→ Description of the task: A verbatim transcript of the lines below, starting at the first and ending with the one that holds "to verify that", is what should be produced.

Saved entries
========

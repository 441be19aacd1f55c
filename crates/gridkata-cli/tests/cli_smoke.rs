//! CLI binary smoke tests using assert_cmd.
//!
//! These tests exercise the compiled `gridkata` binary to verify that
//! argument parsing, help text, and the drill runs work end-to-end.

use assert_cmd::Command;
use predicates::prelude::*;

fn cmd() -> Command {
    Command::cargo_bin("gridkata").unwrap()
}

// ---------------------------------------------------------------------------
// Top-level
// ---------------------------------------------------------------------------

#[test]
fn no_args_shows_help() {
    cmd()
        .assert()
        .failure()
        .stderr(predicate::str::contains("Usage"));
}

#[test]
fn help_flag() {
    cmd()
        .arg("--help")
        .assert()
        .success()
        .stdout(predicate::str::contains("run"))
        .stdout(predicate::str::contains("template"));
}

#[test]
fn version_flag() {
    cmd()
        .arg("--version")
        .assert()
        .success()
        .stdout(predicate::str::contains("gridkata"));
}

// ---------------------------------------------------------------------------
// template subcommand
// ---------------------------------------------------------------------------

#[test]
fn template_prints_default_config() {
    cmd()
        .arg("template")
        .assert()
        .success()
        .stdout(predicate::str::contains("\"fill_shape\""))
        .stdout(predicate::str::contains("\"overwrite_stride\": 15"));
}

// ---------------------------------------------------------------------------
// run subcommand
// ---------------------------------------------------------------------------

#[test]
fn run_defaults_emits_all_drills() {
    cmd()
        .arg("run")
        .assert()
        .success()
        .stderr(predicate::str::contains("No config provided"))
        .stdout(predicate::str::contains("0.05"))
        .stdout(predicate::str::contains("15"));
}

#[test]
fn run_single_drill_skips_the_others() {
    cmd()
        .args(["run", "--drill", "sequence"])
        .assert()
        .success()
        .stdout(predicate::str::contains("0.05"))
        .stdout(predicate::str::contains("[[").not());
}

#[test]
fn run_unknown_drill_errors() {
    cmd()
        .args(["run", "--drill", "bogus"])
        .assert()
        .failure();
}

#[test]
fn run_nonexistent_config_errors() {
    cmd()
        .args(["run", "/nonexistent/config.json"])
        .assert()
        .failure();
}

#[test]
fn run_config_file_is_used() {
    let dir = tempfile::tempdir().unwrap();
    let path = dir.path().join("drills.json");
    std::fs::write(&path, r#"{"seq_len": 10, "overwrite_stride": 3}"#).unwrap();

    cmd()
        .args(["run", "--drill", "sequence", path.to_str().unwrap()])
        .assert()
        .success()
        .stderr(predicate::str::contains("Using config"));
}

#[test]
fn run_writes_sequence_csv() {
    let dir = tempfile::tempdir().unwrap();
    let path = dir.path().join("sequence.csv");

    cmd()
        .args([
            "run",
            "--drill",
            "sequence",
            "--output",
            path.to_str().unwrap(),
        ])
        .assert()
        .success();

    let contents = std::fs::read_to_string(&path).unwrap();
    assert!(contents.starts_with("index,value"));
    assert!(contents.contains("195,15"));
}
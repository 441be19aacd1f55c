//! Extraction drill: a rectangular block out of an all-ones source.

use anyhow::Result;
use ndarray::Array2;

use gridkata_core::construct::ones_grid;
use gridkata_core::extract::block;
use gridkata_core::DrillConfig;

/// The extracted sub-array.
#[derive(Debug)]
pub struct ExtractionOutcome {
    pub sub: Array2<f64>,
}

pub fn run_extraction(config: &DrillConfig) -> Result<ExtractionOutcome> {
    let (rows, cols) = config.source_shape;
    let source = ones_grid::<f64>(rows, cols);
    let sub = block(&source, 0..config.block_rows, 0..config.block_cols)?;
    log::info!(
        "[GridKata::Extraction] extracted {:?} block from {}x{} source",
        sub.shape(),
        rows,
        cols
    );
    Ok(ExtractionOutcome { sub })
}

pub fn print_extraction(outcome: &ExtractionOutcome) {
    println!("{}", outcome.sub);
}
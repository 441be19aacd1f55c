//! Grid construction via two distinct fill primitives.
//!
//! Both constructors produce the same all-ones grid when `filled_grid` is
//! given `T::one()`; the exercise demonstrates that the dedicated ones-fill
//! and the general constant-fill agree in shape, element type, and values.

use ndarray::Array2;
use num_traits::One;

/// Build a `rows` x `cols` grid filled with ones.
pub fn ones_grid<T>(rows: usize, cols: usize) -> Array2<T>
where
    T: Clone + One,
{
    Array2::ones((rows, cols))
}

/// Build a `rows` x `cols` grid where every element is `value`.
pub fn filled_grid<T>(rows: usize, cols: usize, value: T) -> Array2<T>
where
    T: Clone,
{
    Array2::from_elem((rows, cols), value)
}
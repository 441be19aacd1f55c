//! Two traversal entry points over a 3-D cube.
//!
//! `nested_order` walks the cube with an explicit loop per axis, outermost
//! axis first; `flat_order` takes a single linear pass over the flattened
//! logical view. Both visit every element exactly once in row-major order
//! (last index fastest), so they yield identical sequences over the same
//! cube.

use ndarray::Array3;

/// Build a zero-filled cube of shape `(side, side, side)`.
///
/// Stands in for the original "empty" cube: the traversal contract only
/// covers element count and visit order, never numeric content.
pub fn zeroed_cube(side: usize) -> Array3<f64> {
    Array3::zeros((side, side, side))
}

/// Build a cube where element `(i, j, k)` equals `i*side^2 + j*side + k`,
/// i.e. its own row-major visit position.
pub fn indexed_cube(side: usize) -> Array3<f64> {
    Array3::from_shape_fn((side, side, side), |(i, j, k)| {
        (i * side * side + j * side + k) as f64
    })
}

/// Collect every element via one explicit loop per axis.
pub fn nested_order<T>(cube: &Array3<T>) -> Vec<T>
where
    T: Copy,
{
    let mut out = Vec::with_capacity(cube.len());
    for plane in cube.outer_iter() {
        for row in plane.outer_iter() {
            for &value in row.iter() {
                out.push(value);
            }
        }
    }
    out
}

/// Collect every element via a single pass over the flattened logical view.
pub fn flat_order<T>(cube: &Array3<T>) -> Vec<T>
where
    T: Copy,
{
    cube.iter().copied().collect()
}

========

→ Exercise output:
repository 441be19aacd1f55c
filename crates/gridkata-cli/tests/cli_smoke.rs
//! CLI binary smoke tests using assert_cmd.
//!
//! These tests exercise the compiled `gridkata` binary to verify that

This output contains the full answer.